◆ INPUT RECORDS

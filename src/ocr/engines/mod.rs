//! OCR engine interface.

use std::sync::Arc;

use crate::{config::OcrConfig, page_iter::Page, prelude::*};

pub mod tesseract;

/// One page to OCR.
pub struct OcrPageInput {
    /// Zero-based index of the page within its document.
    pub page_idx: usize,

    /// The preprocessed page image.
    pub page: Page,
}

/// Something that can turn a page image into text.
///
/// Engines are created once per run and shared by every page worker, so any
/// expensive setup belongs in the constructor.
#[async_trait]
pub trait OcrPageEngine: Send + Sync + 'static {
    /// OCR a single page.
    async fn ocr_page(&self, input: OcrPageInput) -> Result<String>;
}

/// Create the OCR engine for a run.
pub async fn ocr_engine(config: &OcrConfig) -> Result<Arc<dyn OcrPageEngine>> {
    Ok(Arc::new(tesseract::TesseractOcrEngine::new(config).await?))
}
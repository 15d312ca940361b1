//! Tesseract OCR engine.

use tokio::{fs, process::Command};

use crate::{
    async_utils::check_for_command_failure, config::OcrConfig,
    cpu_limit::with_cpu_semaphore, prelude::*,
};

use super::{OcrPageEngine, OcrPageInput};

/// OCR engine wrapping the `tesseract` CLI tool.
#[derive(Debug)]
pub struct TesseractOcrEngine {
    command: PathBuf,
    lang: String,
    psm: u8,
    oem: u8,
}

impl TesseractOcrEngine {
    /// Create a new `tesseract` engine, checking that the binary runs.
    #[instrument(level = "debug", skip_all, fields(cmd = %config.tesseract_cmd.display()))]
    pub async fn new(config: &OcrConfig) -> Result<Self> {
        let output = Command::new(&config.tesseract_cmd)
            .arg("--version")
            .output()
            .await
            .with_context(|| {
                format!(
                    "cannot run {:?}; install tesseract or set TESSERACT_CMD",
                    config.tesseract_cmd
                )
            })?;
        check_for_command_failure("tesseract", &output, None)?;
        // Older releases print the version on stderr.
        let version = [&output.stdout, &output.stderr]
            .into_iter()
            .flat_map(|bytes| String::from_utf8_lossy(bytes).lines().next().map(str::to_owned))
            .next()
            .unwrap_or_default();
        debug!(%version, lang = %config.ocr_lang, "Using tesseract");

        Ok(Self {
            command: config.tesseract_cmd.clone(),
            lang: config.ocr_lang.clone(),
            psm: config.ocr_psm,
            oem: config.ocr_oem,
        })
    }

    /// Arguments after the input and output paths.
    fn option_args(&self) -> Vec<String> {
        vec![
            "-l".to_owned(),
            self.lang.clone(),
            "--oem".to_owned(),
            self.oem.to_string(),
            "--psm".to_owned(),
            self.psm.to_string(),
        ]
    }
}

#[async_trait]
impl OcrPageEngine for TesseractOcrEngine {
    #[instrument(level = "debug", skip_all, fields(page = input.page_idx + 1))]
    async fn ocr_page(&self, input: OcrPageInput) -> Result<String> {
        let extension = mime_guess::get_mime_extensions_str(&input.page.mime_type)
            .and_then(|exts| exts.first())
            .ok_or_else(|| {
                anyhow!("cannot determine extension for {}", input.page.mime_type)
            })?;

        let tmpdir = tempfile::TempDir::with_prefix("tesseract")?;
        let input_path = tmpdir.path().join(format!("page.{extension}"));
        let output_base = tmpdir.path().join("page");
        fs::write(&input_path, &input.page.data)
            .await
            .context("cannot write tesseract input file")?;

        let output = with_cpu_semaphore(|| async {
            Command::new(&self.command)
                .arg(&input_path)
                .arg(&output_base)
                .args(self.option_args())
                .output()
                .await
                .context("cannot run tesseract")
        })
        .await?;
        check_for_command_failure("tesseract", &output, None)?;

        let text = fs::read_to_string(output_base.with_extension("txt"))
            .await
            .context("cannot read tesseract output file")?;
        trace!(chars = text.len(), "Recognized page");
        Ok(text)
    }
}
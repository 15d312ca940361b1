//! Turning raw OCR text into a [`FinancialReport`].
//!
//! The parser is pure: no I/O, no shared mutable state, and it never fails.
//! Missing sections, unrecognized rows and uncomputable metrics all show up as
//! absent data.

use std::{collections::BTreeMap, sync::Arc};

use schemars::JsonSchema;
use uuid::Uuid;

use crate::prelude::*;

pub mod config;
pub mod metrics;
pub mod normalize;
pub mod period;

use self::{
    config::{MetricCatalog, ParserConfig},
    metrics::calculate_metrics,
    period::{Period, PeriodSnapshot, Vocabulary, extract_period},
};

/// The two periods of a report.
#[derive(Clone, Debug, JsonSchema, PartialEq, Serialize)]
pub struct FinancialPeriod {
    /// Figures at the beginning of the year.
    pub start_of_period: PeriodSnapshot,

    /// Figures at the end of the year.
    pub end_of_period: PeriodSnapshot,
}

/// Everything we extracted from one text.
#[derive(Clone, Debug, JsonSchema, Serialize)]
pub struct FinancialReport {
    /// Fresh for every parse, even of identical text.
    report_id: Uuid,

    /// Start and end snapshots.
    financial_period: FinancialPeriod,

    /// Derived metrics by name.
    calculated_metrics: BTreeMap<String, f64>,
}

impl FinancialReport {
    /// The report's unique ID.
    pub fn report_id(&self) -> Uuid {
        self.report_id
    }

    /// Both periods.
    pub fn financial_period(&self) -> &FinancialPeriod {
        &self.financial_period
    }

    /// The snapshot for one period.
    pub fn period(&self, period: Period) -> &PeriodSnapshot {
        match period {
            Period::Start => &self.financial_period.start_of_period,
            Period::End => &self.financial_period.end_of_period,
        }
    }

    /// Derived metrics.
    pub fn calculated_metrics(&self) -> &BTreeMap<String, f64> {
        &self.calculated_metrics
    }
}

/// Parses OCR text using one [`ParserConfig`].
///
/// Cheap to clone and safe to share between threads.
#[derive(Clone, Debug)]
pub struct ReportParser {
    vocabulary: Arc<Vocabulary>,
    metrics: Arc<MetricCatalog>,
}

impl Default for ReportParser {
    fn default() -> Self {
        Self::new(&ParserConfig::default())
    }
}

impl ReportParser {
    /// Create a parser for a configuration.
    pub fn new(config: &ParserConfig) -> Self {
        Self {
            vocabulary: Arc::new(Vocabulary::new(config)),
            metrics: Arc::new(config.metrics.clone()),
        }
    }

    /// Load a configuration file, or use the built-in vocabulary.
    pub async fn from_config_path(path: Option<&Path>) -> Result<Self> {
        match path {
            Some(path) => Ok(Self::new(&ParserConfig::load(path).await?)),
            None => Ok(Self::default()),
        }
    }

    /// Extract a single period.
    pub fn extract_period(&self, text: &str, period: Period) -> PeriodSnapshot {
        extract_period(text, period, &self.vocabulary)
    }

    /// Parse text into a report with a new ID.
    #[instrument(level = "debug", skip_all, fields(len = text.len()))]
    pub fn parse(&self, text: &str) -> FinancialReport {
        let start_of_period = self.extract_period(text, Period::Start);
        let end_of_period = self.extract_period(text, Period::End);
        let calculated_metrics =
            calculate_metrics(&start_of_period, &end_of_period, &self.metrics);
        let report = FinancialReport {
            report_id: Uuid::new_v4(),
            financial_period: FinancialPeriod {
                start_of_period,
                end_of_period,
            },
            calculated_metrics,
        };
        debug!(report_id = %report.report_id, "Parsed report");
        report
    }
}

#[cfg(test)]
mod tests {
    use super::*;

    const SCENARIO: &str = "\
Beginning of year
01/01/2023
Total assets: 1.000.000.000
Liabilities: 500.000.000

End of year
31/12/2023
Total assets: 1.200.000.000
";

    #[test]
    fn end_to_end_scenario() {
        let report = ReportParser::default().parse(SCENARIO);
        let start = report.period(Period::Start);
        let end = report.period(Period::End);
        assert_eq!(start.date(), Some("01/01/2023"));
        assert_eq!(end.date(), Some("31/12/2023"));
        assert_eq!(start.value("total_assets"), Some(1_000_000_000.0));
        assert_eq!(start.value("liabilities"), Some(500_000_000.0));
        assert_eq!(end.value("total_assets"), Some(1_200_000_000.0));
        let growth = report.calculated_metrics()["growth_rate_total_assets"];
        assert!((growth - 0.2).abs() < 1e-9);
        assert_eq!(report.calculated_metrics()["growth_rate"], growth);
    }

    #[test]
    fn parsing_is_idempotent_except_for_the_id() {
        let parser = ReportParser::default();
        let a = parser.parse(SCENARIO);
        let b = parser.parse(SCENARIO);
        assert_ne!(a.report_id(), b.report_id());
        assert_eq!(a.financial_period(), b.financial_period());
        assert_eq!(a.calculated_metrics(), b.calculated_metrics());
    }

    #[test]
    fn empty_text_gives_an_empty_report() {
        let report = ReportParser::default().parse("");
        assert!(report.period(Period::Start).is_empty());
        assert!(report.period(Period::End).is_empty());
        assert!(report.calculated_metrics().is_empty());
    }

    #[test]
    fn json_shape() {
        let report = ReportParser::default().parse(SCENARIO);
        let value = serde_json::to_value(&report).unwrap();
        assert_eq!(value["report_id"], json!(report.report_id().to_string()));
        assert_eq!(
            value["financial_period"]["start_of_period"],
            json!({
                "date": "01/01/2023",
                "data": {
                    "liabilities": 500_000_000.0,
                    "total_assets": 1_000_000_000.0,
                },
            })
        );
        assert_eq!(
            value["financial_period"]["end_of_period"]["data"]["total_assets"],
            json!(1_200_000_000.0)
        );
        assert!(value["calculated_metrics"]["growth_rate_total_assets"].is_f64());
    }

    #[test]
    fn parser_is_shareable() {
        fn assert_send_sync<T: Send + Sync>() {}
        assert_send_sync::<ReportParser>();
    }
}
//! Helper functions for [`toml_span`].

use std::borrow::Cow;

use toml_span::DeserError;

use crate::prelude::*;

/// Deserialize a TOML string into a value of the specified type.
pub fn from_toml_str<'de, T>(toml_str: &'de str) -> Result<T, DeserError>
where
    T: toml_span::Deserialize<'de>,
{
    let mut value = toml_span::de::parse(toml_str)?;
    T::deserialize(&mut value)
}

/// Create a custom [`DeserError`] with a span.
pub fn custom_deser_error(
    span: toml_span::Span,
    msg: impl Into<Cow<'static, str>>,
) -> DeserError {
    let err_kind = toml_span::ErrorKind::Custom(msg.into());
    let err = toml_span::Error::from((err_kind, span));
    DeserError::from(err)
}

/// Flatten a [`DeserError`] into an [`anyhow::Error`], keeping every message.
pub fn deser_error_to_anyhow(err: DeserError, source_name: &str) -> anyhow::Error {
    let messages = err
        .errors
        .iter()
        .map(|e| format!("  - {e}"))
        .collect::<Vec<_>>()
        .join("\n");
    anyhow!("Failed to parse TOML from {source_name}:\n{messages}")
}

* * *

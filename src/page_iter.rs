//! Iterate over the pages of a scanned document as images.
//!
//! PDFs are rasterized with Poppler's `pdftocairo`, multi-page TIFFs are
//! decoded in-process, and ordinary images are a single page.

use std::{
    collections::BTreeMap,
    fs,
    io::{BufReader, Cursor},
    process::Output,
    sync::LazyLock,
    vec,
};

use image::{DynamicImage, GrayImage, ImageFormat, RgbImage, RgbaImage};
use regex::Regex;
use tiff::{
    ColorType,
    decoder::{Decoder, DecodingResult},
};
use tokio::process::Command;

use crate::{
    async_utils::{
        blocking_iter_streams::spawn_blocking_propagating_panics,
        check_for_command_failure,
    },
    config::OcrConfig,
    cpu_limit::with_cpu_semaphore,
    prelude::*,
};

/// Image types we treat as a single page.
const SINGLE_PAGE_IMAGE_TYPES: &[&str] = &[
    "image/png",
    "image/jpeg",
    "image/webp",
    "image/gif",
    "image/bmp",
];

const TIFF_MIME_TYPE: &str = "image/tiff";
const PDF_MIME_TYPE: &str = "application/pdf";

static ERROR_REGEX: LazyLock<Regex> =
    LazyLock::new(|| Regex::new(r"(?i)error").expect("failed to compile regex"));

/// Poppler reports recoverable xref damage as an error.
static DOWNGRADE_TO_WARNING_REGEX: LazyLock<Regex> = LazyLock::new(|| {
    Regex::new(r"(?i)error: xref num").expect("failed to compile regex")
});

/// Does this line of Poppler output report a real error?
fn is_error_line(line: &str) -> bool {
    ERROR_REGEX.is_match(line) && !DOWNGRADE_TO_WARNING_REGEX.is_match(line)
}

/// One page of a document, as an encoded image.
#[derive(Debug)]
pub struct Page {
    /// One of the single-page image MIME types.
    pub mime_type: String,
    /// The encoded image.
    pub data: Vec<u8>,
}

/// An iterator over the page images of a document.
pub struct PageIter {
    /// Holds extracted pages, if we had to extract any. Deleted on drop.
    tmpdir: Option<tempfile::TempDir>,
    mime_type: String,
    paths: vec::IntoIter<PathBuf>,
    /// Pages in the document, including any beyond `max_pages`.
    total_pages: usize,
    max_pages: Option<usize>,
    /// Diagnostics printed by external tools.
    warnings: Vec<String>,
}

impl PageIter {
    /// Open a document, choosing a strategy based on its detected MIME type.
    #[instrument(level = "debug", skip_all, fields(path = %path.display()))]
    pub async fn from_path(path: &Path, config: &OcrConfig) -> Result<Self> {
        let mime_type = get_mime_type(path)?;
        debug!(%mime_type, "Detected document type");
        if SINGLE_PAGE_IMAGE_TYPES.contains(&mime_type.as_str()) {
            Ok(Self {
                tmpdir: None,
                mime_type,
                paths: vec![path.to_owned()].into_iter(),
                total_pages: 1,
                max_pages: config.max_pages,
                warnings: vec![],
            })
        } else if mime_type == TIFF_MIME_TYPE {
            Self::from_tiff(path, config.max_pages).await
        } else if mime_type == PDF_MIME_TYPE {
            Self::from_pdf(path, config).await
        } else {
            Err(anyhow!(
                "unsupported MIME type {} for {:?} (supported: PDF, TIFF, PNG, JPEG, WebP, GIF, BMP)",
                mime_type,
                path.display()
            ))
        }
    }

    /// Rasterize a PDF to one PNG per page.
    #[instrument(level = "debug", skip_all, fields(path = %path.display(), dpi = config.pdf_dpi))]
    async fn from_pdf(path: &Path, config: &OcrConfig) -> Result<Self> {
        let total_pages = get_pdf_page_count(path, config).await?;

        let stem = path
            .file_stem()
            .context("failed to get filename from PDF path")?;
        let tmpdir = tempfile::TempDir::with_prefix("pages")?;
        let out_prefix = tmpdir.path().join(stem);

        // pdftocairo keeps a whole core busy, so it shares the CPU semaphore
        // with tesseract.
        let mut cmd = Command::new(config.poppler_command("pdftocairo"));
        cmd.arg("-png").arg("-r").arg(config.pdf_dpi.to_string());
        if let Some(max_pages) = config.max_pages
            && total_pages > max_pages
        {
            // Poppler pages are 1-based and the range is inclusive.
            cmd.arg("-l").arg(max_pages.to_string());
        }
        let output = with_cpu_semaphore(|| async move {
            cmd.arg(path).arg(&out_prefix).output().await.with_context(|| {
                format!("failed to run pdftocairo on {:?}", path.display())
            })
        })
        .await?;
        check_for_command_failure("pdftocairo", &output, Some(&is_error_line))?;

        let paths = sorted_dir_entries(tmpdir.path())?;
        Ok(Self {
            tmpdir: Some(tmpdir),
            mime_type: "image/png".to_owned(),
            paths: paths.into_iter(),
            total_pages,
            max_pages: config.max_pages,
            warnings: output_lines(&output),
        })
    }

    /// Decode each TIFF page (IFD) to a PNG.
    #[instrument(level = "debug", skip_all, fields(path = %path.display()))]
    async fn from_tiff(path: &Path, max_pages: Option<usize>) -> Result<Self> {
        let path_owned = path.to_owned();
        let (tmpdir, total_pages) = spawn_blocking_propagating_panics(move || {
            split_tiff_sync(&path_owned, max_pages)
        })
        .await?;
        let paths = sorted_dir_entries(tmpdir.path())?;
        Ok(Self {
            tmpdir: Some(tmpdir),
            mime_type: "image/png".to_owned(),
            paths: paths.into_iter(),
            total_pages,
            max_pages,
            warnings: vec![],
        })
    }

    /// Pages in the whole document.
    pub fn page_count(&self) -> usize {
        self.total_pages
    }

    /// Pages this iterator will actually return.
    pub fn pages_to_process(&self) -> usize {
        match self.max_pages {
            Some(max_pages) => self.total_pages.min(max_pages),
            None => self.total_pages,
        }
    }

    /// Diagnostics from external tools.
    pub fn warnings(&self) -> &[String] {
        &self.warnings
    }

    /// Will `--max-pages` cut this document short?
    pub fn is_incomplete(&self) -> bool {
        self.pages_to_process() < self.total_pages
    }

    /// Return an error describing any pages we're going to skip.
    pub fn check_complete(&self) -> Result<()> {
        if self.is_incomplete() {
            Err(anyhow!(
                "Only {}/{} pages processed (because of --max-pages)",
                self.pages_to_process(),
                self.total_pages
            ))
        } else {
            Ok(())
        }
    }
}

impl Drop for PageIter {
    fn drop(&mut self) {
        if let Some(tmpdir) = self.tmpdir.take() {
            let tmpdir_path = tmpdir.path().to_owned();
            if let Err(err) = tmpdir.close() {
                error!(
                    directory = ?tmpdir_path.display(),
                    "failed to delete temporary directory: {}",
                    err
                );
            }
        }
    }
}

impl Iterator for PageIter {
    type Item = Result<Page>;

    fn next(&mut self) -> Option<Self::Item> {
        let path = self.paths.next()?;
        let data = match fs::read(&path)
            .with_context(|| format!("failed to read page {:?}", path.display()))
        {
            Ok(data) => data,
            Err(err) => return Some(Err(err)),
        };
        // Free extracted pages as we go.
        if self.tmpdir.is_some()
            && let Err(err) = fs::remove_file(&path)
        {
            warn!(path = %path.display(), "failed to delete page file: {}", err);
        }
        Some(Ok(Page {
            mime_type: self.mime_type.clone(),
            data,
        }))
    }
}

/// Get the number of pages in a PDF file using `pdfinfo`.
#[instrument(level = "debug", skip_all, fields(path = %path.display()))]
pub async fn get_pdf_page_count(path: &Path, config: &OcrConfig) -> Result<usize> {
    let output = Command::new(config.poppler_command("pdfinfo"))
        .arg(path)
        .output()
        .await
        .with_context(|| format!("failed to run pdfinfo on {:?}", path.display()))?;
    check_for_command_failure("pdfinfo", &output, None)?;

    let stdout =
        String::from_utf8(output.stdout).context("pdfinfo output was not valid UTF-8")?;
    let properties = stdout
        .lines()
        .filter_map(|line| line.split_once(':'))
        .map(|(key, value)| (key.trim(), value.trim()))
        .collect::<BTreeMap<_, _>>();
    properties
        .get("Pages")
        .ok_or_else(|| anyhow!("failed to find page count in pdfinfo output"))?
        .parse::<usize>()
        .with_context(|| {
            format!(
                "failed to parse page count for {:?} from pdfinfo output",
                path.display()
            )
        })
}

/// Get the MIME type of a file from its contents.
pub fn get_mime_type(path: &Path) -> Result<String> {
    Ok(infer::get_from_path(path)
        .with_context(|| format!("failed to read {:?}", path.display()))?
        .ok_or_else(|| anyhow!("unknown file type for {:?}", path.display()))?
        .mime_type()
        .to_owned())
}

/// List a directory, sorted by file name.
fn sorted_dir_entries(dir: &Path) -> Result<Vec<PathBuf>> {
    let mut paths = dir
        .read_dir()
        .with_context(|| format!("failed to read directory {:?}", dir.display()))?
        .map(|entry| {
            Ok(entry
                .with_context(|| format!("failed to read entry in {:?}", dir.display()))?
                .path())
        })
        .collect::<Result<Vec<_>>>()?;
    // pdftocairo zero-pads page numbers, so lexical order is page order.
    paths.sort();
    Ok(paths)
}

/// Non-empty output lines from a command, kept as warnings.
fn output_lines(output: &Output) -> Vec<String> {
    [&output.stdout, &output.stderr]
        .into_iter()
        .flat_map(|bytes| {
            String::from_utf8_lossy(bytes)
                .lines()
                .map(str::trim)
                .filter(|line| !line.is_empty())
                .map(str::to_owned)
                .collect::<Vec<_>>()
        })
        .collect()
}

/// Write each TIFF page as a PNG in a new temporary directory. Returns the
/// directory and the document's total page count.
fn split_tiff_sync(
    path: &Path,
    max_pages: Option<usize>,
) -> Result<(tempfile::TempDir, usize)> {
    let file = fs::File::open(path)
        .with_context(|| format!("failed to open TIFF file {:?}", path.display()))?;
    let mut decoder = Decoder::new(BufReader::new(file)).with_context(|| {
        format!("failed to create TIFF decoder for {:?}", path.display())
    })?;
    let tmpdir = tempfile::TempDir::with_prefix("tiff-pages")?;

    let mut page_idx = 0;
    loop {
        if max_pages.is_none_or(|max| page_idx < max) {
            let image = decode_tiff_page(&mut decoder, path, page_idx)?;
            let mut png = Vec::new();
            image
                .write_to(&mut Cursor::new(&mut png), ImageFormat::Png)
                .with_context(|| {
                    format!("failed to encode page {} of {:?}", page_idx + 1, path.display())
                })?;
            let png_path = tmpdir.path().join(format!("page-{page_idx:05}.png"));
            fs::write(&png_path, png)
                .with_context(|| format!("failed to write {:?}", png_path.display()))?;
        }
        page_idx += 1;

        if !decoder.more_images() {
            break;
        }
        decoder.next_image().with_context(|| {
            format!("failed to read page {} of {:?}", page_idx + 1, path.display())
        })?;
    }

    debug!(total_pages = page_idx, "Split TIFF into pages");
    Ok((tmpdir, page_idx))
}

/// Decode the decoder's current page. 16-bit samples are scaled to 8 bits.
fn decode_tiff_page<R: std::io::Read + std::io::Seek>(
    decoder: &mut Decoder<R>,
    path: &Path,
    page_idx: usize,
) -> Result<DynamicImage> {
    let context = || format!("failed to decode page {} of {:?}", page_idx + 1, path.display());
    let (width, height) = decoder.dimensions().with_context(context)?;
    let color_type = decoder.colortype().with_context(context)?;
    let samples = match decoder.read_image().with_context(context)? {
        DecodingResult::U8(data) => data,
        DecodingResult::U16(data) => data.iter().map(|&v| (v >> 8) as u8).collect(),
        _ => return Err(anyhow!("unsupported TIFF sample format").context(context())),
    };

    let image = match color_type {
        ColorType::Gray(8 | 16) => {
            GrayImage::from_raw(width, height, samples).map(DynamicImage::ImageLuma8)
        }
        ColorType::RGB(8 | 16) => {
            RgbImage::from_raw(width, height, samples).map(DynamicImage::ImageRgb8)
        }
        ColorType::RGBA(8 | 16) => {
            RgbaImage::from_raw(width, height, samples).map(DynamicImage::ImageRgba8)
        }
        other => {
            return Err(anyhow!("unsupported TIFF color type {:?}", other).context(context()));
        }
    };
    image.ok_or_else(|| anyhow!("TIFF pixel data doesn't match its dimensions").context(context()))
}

* * *

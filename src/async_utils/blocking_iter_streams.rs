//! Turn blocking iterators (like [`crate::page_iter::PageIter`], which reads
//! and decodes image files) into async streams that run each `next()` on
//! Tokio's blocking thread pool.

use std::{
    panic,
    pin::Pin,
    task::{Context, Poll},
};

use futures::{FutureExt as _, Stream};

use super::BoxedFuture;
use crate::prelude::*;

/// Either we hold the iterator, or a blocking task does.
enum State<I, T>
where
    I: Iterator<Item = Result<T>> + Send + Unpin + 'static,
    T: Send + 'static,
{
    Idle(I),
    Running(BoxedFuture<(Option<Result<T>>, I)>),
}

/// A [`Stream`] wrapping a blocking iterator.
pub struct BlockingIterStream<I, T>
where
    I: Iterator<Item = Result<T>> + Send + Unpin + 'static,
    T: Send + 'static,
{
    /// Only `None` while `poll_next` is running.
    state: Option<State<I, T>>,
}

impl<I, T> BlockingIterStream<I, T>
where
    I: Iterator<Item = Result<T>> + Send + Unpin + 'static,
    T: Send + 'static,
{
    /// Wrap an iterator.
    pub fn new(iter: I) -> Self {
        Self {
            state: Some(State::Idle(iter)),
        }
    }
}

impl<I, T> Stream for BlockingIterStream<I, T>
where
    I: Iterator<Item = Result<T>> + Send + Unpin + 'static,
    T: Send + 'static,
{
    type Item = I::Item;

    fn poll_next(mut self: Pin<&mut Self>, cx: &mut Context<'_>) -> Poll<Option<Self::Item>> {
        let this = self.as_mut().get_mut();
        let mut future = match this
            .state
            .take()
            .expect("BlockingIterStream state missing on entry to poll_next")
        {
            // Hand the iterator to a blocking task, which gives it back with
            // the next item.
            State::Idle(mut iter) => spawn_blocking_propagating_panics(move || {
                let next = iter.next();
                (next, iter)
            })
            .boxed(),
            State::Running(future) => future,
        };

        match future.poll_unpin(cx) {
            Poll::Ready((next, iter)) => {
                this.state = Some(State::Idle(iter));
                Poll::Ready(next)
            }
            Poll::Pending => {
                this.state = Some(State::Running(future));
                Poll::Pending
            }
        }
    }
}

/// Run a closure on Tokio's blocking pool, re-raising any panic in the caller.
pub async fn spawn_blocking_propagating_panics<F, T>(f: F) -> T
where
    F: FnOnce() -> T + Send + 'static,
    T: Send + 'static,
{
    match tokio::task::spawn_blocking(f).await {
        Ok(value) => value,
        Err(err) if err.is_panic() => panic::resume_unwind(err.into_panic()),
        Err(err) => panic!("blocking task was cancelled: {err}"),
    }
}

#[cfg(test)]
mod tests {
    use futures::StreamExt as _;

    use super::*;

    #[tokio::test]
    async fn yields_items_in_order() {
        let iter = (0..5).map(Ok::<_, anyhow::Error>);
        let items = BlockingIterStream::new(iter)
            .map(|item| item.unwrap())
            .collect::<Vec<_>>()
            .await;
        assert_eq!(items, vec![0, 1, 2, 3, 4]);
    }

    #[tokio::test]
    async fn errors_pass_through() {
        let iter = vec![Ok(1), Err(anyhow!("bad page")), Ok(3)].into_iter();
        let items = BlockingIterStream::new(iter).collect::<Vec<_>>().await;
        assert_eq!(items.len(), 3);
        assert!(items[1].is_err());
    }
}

◆ EXERCISE
From the records above, quote only the lines running from the line with "filename src/ocr/engines/mod.rs" to the line with "pub trait OcrPageEngine: Send", both lines included.

◆ SOLUTION TO THIS TASK
filename src/ocr/engines/mod.rs
//! OCR engine interface.

use std::sync::Arc;

use crate::{config::OcrConfig, page_iter::Page, prelude::*};

pub mod tesseract;

/// One page to OCR.
pub struct OcrPageInput {
    /// Zero-based index of the page within its document.
    pub page_idx: usize,

    /// The preprocessed page image.
    pub page: Page,
}

/// Something that can turn a page image into text.
///
/// Engines are created once per run and shared by every page worker, so any
/// expensive setup belongs in the constructor.
#[async_trait]
pub trait OcrPageEngine: Send + Sync + 'static {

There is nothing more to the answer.